--- DATA SHOWN Enclosed Below ---

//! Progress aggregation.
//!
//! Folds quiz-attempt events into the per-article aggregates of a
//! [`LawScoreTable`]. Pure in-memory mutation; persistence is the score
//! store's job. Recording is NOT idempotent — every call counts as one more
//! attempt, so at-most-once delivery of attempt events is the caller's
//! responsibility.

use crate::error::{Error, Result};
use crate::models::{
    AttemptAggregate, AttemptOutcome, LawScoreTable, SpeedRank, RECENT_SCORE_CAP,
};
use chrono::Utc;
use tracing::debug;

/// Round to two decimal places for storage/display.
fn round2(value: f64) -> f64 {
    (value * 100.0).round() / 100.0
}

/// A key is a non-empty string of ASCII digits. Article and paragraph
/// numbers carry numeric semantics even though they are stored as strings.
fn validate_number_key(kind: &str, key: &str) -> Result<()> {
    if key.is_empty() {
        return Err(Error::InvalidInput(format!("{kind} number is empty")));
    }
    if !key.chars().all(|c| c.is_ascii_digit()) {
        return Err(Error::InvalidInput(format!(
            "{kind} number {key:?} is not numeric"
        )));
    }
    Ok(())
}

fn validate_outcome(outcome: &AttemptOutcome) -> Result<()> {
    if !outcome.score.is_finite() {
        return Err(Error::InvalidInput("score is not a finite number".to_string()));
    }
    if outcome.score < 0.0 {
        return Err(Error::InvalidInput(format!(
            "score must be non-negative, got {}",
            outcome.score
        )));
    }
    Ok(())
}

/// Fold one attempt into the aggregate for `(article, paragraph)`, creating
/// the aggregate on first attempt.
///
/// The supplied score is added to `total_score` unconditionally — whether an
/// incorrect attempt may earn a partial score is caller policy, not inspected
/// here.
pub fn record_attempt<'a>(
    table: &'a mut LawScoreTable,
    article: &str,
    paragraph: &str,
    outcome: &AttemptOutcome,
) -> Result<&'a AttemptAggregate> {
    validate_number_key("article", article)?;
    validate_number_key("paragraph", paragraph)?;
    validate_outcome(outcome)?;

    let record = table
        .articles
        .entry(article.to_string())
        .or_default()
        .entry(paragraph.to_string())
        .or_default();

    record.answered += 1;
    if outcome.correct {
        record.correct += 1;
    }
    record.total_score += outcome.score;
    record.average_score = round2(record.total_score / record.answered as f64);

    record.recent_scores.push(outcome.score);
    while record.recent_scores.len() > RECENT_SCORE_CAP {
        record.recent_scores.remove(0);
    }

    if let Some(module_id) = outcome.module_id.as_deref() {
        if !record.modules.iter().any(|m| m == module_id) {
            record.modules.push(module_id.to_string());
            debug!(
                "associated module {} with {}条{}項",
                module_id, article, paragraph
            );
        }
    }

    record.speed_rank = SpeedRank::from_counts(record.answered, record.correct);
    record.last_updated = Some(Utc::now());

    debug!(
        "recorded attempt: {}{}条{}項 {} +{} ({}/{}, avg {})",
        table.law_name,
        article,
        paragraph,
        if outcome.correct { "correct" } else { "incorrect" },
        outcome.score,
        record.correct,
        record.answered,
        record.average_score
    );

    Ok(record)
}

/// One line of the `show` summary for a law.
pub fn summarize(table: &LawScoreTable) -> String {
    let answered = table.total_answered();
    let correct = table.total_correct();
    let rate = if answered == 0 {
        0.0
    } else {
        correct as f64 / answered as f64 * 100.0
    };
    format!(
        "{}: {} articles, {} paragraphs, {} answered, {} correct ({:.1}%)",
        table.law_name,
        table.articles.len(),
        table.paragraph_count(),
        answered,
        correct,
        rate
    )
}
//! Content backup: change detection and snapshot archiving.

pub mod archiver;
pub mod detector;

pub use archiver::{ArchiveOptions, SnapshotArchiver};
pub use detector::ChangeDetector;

--- End of Enclosed DATA SHOWN ---
--- DATA SHOWN Enclosed Below ---

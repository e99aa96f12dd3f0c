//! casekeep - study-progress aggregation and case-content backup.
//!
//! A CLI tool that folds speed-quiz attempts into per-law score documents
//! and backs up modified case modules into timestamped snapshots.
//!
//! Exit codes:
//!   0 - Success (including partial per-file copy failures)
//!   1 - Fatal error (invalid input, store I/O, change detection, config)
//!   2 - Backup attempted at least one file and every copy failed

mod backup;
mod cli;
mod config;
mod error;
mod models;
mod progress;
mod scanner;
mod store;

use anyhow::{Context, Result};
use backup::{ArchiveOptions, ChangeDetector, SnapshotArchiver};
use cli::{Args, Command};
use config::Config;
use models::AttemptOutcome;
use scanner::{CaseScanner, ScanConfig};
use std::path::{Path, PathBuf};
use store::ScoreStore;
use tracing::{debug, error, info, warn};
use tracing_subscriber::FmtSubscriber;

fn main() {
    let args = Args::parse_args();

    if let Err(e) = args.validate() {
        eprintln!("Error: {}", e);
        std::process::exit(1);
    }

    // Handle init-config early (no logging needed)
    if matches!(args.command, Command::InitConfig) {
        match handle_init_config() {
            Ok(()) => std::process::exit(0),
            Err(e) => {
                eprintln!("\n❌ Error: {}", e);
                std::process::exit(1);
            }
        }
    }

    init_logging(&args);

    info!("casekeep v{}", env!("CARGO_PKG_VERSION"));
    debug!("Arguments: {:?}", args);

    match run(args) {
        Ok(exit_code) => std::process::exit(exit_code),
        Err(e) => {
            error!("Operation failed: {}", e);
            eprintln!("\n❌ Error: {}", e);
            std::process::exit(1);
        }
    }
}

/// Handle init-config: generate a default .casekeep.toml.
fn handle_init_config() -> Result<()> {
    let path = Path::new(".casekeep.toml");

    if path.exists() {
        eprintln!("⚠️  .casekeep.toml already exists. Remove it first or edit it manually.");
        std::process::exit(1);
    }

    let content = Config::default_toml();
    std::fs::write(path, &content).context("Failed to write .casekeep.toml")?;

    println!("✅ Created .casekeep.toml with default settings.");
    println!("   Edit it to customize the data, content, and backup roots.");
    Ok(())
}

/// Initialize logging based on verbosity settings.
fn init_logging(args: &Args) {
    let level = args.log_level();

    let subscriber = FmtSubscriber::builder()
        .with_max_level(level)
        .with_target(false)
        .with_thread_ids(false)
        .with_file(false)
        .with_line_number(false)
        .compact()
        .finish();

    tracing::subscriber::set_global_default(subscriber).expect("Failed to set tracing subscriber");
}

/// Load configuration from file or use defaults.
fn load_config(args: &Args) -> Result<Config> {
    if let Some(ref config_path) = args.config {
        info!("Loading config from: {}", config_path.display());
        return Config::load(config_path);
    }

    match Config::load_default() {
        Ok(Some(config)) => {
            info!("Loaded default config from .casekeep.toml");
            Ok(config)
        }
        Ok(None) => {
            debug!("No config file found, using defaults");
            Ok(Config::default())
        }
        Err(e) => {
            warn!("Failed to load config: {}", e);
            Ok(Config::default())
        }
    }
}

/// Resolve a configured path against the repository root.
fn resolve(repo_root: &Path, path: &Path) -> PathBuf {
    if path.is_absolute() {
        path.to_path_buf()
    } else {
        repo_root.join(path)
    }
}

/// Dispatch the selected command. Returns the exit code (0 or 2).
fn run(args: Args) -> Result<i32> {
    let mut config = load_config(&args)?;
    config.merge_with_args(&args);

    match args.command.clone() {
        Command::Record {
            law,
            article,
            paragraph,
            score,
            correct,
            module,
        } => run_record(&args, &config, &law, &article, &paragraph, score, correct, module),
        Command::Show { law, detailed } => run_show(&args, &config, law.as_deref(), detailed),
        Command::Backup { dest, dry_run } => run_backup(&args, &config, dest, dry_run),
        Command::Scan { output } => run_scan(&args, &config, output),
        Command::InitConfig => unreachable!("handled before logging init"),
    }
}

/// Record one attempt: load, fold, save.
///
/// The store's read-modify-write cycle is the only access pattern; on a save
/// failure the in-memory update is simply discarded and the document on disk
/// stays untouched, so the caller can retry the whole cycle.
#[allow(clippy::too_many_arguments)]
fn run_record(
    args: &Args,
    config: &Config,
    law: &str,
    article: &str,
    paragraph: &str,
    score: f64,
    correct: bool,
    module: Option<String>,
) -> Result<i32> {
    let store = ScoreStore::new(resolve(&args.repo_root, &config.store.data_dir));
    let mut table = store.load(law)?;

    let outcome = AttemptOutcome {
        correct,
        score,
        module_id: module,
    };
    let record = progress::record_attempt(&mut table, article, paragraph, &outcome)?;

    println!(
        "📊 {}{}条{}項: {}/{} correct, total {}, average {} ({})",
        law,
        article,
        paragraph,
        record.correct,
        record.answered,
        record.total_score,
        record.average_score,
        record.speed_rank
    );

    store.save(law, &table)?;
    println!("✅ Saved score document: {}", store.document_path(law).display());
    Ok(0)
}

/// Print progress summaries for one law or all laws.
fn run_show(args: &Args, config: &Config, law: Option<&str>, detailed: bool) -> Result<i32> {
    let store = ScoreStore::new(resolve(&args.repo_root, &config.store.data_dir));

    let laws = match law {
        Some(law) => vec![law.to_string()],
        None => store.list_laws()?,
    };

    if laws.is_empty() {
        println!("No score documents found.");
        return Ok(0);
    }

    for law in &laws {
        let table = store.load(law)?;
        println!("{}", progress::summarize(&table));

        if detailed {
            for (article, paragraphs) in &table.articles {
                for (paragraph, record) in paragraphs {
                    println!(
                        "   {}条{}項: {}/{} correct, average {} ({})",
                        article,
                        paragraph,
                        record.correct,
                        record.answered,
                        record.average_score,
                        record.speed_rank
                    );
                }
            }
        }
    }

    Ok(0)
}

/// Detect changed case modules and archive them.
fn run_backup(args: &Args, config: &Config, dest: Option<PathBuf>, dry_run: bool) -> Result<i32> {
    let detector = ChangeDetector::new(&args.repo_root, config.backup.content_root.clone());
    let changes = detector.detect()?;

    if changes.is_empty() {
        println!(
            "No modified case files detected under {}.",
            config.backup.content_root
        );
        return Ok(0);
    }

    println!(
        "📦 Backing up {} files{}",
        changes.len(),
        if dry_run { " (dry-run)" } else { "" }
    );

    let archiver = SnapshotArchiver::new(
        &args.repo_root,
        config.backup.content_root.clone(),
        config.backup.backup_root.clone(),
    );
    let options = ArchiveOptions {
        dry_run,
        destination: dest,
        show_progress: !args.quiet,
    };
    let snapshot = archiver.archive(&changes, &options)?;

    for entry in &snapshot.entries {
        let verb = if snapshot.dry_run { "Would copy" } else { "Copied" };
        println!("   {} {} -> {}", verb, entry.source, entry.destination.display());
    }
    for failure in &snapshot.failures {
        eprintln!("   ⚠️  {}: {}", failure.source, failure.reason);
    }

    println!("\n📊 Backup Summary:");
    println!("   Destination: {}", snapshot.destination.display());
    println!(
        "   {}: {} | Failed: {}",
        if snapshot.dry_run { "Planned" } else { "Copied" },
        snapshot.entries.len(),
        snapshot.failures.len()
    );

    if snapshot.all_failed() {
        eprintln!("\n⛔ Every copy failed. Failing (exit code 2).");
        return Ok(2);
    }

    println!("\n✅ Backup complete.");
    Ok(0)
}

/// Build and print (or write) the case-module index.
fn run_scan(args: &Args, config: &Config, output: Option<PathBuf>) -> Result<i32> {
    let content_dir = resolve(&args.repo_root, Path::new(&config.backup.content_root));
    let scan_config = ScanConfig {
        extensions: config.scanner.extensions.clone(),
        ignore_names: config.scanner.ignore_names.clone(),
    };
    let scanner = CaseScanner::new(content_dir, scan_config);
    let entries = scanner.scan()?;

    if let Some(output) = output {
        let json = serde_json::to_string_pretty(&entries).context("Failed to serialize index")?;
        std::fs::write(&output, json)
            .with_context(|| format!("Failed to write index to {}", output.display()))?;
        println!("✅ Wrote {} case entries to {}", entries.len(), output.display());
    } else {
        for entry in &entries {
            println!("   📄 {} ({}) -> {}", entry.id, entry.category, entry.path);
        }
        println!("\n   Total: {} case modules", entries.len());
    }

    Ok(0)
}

--- End of Enclosed DATA SHOWN ---
--- DATA SHOWN Enclosed Below ---

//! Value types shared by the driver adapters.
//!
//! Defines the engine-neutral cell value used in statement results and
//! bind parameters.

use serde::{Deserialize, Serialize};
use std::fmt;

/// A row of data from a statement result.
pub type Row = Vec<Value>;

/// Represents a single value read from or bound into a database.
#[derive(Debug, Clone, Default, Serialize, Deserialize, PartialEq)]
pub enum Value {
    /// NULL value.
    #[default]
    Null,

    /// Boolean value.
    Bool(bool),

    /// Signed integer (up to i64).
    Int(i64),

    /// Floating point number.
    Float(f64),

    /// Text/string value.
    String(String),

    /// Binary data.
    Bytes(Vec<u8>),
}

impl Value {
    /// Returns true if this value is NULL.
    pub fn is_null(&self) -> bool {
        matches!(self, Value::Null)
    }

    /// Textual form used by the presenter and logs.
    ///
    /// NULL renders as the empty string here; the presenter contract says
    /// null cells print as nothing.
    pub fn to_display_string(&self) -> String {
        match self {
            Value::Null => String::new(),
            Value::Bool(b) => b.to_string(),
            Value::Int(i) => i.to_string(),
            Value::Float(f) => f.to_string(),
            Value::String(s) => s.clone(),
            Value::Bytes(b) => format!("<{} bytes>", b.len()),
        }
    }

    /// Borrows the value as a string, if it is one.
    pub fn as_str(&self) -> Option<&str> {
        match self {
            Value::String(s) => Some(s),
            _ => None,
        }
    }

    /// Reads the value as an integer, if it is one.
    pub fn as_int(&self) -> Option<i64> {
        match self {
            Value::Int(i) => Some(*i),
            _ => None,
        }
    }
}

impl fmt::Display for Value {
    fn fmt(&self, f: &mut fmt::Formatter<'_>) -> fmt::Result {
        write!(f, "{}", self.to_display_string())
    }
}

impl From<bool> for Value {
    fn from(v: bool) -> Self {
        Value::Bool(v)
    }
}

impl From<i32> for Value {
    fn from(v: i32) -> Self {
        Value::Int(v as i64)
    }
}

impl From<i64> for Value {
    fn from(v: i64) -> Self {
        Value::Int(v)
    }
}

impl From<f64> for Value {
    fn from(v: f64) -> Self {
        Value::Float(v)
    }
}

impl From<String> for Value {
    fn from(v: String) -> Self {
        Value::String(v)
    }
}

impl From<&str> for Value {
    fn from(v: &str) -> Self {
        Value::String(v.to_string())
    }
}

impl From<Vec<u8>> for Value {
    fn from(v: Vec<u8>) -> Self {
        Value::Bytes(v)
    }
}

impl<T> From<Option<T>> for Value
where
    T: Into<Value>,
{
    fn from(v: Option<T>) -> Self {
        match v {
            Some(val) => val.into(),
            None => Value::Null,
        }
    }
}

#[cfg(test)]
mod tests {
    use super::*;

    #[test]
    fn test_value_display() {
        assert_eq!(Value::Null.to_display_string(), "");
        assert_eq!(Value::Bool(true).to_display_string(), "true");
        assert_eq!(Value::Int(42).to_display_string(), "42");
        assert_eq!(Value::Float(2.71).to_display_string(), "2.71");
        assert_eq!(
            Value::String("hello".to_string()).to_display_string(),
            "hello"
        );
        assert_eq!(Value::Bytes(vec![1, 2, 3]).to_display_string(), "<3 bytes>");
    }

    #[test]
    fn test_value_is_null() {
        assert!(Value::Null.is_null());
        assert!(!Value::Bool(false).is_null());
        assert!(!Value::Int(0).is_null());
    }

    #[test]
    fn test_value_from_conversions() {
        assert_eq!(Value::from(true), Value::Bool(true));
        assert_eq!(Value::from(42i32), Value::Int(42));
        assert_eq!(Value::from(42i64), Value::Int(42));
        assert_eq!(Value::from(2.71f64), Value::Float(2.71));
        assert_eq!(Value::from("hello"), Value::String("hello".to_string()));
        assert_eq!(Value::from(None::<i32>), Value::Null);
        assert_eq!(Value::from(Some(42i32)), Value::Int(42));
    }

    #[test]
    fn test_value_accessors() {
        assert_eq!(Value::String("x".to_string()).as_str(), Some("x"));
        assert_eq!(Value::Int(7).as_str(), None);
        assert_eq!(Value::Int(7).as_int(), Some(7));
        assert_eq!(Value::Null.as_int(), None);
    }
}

--- End of Enclosed DATA SHOWN ---

• [PROBLEM STATEMENT]: Show every line from the entries above in which "Returns" appears.

• [ANSWER BELOW]:
/// Dispatch the selected command. Returns the exit code (0 or 2).
    /// Returns true if this value is NULL.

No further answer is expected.